The Quality Pathway will at times lead to the development, testing, and introduction of new measures to address gaps in validated measures addressing a model’s quality goals. The CMS officials say they recognize that new measures, especially those that are patient-reported, can be challenging for model participants who need time to incorporate them into clinical workflows. “As was done with the introduction of a novel patient-reported measure of functional status in the Comprehensive Care for Joint Replacement model, we may incrementally introduce new measures before tying performance to payment,” they write. “Investment in developing these measures will also consider their potential for expanded future use.
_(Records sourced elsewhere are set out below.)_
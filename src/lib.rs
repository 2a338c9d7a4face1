//! Cycle-accurate RTL/IR netlist simulator with a batched Apple II runner.
//!
//! The crate consumes a structural netlist in JSON IR form (ports, nets,
//! registers, memories, combinational assigns, clocked processes) and
//! executes it cycle-accurately:
//!
//! - Expressions live in a flat arena with index children; evaluation is a
//!   recursive walk, masked bit-exact at every node.
//! - A load-time scheduler orders the combinational assigns topologically
//!   (combinational cycles are a fatal load error) and groups clocked work
//!   per clock signal, so `evaluate` is a single linear pass and `tick` a
//!   deterministic two-phase edge step.
//! - A live VCD recorder appends deltas to a buffer that *is* the event
//!   log; hosts stream it incrementally without re-reading bytes.
//! - The Apple II extension internalizes the 48 KiB RAM / 12 KiB ROM bus
//!   service so thousands of clock cycles run per host call, returning a
//!   compact batch record.
//!
//! The C ABI in [`ffi`] exposes the whole surface to foreign hosts.

pub mod apple2;
pub mod compile;
pub mod error;
pub mod expr;
pub mod ffi;
pub mod ir;
pub mod runner;
pub mod sim;
pub mod vcd;

pub use apple2::{Apple2System, BatchResult};
pub use compile::Design;
pub use error::{LoadError, SimError};
pub use runner::Apple2Runner;
pub use sim::Simulator;
pub use vcd::TraceRecorder;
The authors pointed to the recent publication of the Million Hearts evaluation as an example of a randomized control model design that provided financial support to a control group to provide key clinical data. “This gold standard comparison allowed for rigorous evaluation of the model goal of lowering heart attack and stroke risk among beneficiaries cared for by model participants.”
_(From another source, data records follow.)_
//! JSON IR document model.
//!
//! This is the declarative form of a design: ports, nets, registers,
//! memories, combinational assigns and clocked processes, optionally nested
//! as a module hierarchy. `Document::parse` deserializes the JSON text and
//! `Document::flatten` inlines the hierarchy into a single flat module with
//! `__`-joined leaf names, which is what the compiler consumes.

use serde::Deserialize;

use crate::error::LoadError;

/// Separator used when joining hierarchical paths into flat signal names.
pub const HIER_SEP: &str = "__";

/// Port direction
#[derive(Debug, Clone, Copy, PartialEq, Eq, Deserialize)]
#[serde(rename_all = "lowercase")]
pub enum Direction {
    In,
    Out,
}

/// Port definition
#[derive(Debug, Clone, Deserialize)]
pub struct PortDef {
    pub name: String,
    pub direction: Direction,
    pub width: u32,
}

/// Wire/net definition
#[derive(Debug, Clone, Deserialize)]
pub struct NetDef {
    pub name: String,
    pub width: u32,
}

/// Register definition
#[derive(Debug, Clone, Deserialize)]
pub struct RegDef {
    pub name: String,
    pub width: u32,
}

/// One case arm of a `mux` expression.
#[derive(Debug, Clone, Deserialize)]
pub struct MuxCaseDef {
    /// Selector value this arm matches.
    pub when: u64,
    pub then: ExprDef,
}

/// Expression tree as it appears in the JSON document. Signal widths are
/// never carried here; they come from the declarations.
#[derive(Debug, Clone, Deserialize)]
#[serde(tag = "type", rename_all = "snake_case")]
pub enum ExprDef {
    Signal {
        name: String,
    },
    Literal {
        value: i64,
        width: u32,
    },
    Unary {
        op: String,
        operand: Box<ExprDef>,
    },
    Binary {
        op: String,
        left: Box<ExprDef>,
        right: Box<ExprDef>,
        #[serde(default)]
        signed: bool,
    },
    Slice {
        base: Box<ExprDef>,
        hi: u32,
        lo: u32,
    },
    Concat {
        parts: Vec<ExprDef>,
    },
    Mux {
        selector: Box<ExprDef>,
        #[serde(default)]
        cases: Vec<MuxCaseDef>,
        default: Box<ExprDef>,
    },
    Extend {
        base: Box<ExprDef>,
        width: u32,
        #[serde(default)]
        signed: bool,
    },
}

/// Combinational assignment
#[derive(Debug, Clone, Deserialize)]
pub struct AssignDef {
    pub target: String,
    pub expr: ExprDef,
}

/// One register update inside a clocked process.
#[derive(Debug, Clone, Deserialize)]
pub struct SeqAssignDef {
    pub target: String,
    pub expr: ExprDef,
    #[serde(default)]
    pub enable: Option<ExprDef>,
    #[serde(default)]
    pub reset_value: u64,
}

/// Clocked process
#[derive(Debug, Clone, Deserialize)]
pub struct ProcessDef {
    pub clock: String,
    #[serde(default)]
    pub reset: Option<String>,
    #[serde(default = "default_reset_level")]
    pub reset_level: u64,
    pub statements: Vec<SeqAssignDef>,
}

fn default_reset_level() -> u64 {
    1
}

/// Synchronous memory write port.
#[derive(Debug, Clone, Deserialize)]
pub struct WritePortDef {
    pub addr: ExprDef,
    pub data: ExprDef,
    pub enable: ExprDef,
    pub clock: String,
}

/// Synchronous memory read port latching into `target`.
#[derive(Debug, Clone, Deserialize)]
pub struct ReadPortDef {
    pub addr: ExprDef,
    pub enable: ExprDef,
    pub clock: String,
    pub target: String,
}

/// Memory definition
#[derive(Debug, Clone, Deserialize)]
pub struct MemoryDef {
    pub name: String,
    pub depth: usize,
    pub width: u32,
    #[serde(default)]
    pub write_ports: Vec<WritePortDef>,
    #[serde(default)]
    pub read_ports: Vec<ReadPortDef>,
}

/// A module: one level of the design hierarchy.
#[derive(Debug, Clone, Deserialize)]
pub struct ModuleDef {
    #[serde(default = "default_module_name")]
    pub name: String,
    #[serde(default)]
    pub ports: Vec<PortDef>,
    #[serde(default)]
    pub nets: Vec<NetDef>,
    #[serde(default)]
    pub regs: Vec<RegDef>,
    #[serde(default)]
    pub memories: Vec<MemoryDef>,
    #[serde(default)]
    pub assigns: Vec<AssignDef>,
    #[serde(default)]
    pub processes: Vec<ProcessDef>,
    #[serde(default)]
    pub children: Vec<ModuleDef>,
}

fn default_module_name() -> String {
    "top".to_string()
}

/// A parsed IR document. Immutable after `parse`.
#[derive(Debug, Clone)]
pub struct Document {
    pub top: ModuleDef,
}

impl Document {
    /// Parse an IR document from JSON text. Flattened designs produce deep
    /// expression trees, so the serde_json recursion limit is lifted.
    pub fn parse(json: &str) -> Result<Self, LoadError> {
        let mut de = serde_json::Deserializer::from_str(json);
        de.disable_recursion_limit();
        let top = ModuleDef::deserialize(&mut de)?;
        Ok(Self { top })
    }

    /// Inline the hierarchy into a single flat module. Child signals are
    /// renamed `parent__child__signal`; child ports lose their direction
    /// and become plain nets, wired up by whatever assigns the document
    /// carries against the joined names.
    pub fn flatten(&self) -> FlatModule {
        let mut flat = FlatModule {
            name: self.top.name.clone(),
            ports: self.top.ports.clone(),
            nets: self.top.nets.clone(),
            regs: self.top.regs.clone(),
            memories: self.top.memories.clone(),
            assigns: self.top.assigns.clone(),
            processes: self.top.processes.clone(),
        };
        for child in &self.top.children {
            inline_module(child, &child.name, &mut flat);
        }
        flat
    }
}

/// The hierarchy-free form of a design.
#[derive(Debug, Clone)]
pub struct FlatModule {
    pub name: String,
    pub ports: Vec<PortDef>,
    pub nets: Vec<NetDef>,
    pub regs: Vec<RegDef>,
    pub memories: Vec<MemoryDef>,
    pub assigns: Vec<AssignDef>,
    pub processes: Vec<ProcessDef>,
}

fn join(prefix: &str, name: &str) -> String {
    let mut out = String::with_capacity(prefix.len() + HIER_SEP.len() + name.len());
    out.push_str(prefix);
    out.push_str(HIER_SEP);
    out.push_str(name);
    out
}

fn inline_module(module: &ModuleDef, prefix: &str, flat: &mut FlatModule) {
    // Child ports become internal nets of the flat design.
    for port in &module.ports {
        flat.nets.push(NetDef {
            name: join(prefix, &port.name),
            width: port.width,
        });
    }
    for net in &module.nets {
        flat.nets.push(NetDef {
            name: join(prefix, &net.name),
            width: net.width,
        });
    }
    for reg in &module.regs {
        flat.regs.push(RegDef {
            name: join(prefix, &reg.name),
            width: reg.width,
        });
    }
    for mem in &module.memories {
        flat.memories.push(MemoryDef {
            name: join(prefix, &mem.name),
            depth: mem.depth,
            width: mem.width,
            write_ports: mem
                .write_ports
                .iter()
                .map(|wp| WritePortDef {
                    addr: rename_expr(&wp.addr, prefix),
                    data: rename_expr(&wp.data, prefix),
                    enable: rename_expr(&wp.enable, prefix),
                    clock: join(prefix, &wp.clock),
                })
                .collect(),
            read_ports: mem
                .read_ports
                .iter()
                .map(|rp| ReadPortDef {
                    addr: rename_expr(&rp.addr, prefix),
                    enable: rename_expr(&rp.enable, prefix),
                    clock: join(prefix, &rp.clock),
                    target: join(prefix, &rp.target),
                })
                .collect(),
        });
    }
    for assign in &module.assigns {
        flat.assigns.push(AssignDef {
            target: join(prefix, &assign.target),
            expr: rename_expr(&assign.expr, prefix),
        });
    }
    for process in &module.processes {
        flat.processes.push(ProcessDef {
            clock: join(prefix, &process.clock),
            reset: process.reset.as_ref().map(|r| join(prefix, r)),
            reset_level: process.reset_level,
            statements: process
                .statements
                .iter()
                .map(|stmt| SeqAssignDef {
                    target: join(prefix, &stmt.target),
                    expr: rename_expr(&stmt.expr, prefix),
                    enable: stmt.enable.as_ref().map(|e| rename_expr(e, prefix)),
                    reset_value: stmt.reset_value,
                })
                .collect(),
        });
    }
    for grandchild in &module.children {
        let path = join(prefix, &grandchild.name);
        inline_module(grandchild, &path, flat);
    }
}

fn rename_expr(expr: &ExprDef, prefix: &str) -> ExprDef {
    match expr {
        ExprDef::Signal { name } => ExprDef::Signal {
            name: join(prefix, name),
        },
        ExprDef::Literal { value, width } => ExprDef::Literal {
            value: *value,
            width: *width,
        },
        ExprDef::Unary { op, operand } => ExprDef::Unary {
            op: op.clone(),
            operand: Box::new(rename_expr(operand, prefix)),
        },
        ExprDef::Binary {
            op,
            left,
            right,
            signed,
        } => ExprDef::Binary {
            op: op.clone(),
            left: Box::new(rename_expr(left, prefix)),
            right: Box::new(rename_expr(right, prefix)),
            signed: *signed,
        },
        ExprDef::Slice { base, hi, lo } => ExprDef::Slice {
            base: Box::new(rename_expr(base, prefix)),
            hi: *hi,
            lo: *lo,
        },
        ExprDef::Concat { parts } => ExprDef::Concat {
            parts: parts.iter().map(|p| rename_expr(p, prefix)).collect(),
        },
        ExprDef::Mux {
            selector,
            cases,
            default,
        } => ExprDef::Mux {
            selector: Box::new(rename_expr(selector, prefix)),
            cases: cases
                .iter()
                .map(|c| MuxCaseDef {
                    when: c.when,
                    then: rename_expr(&c.then, prefix),
                })
                .collect(),
            default: Box::new(rename_expr(default, prefix)),
        },
        ExprDef::Extend {
            base,
            width,
            signed,
        } => ExprDef::Extend {
            base: Box::new(rename_expr(base, prefix)),
            width: *width,
            signed: *signed,
        },
    }
}

#[cfg(test)]
mod tests {
    use super::*;

    #[test]
    fn parse_minimal_module() {
        let doc = Document::parse(r#"{"name": "t", "ports": [], "nets": []}"#).unwrap();
        assert_eq!(doc.top.name, "t");
        assert!(doc.top.assigns.is_empty());
    }

    #[test]
    fn missing_arrays_default_to_empty() {
        let doc = Document::parse("{}").unwrap();
        assert_eq!(doc.top.name, "top");
        assert!(doc.top.ports.is_empty());
        assert!(doc.top.children.is_empty());
    }

    #[test]
    fn flatten_joins_child_names_with_double_underscore() {
        let doc = Document::parse(
            r#"{
                "name": "top",
                "ports": [{"name": "clk", "direction": "in", "width": 1}],
                "children": [{
                    "name": "cpu",
                    "ports": [{"name": "clk", "direction": "in", "width": 1}],
                    "regs": [{"name": "pc", "width": 16}],
                    "assigns": [],
                    "processes": [{
                        "clock": "clk",
                        "statements": [{
                            "target": "pc",
                            "expr": {"type": "signal", "name": "pc"}
                        }]
                    }],
                    "children": [{
                        "name": "alu",
                        "nets": [{"name": "out", "width": 8}]
                    }]
                }]
            }"#,
        )
        .unwrap();
        let flat = doc.flatten();
        assert!(flat.nets.iter().any(|n| n.name == "cpu__clk"));
        assert!(flat.regs.iter().any(|r| r.name == "cpu__pc"));
        assert!(flat.nets.iter().any(|n| n.name == "cpu__alu__out"));
        assert_eq!(flat.processes[0].clock, "cpu__clk");
        match &flat.processes[0].statements[0].expr {
            ExprDef::Signal { name } => assert_eq!(name, "cpu__pc"),
            other => panic!("unexpected expr {other:?}"),
        }
    }
}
CMS might pursue novel quasi-experimental designs, such as stepped wedge designs, where some model participants are selected to start the interventions before others, and CMS can make comparisons between those who began the model earlier versus later. CMS will also invest in collecting key quality indicators, beyond information obtained from claims data, from comparison groups.

Here is an example of the type of quality measurement the Innovation Center is considering: the new Guiding an Improved Dementia Experience model introduces multiple types of caregiver support, such as enhanced training and opportunities for respite services. Additionally, because reducing the strain on caregivers is central to the model aims, CMS plans to incorporate a new quality measure of caregiver burden. This measure would provide model participants insight into progress and help CMS track and incentivize improvement in this critical domain; this measure may also then apply to future clinical scenarios.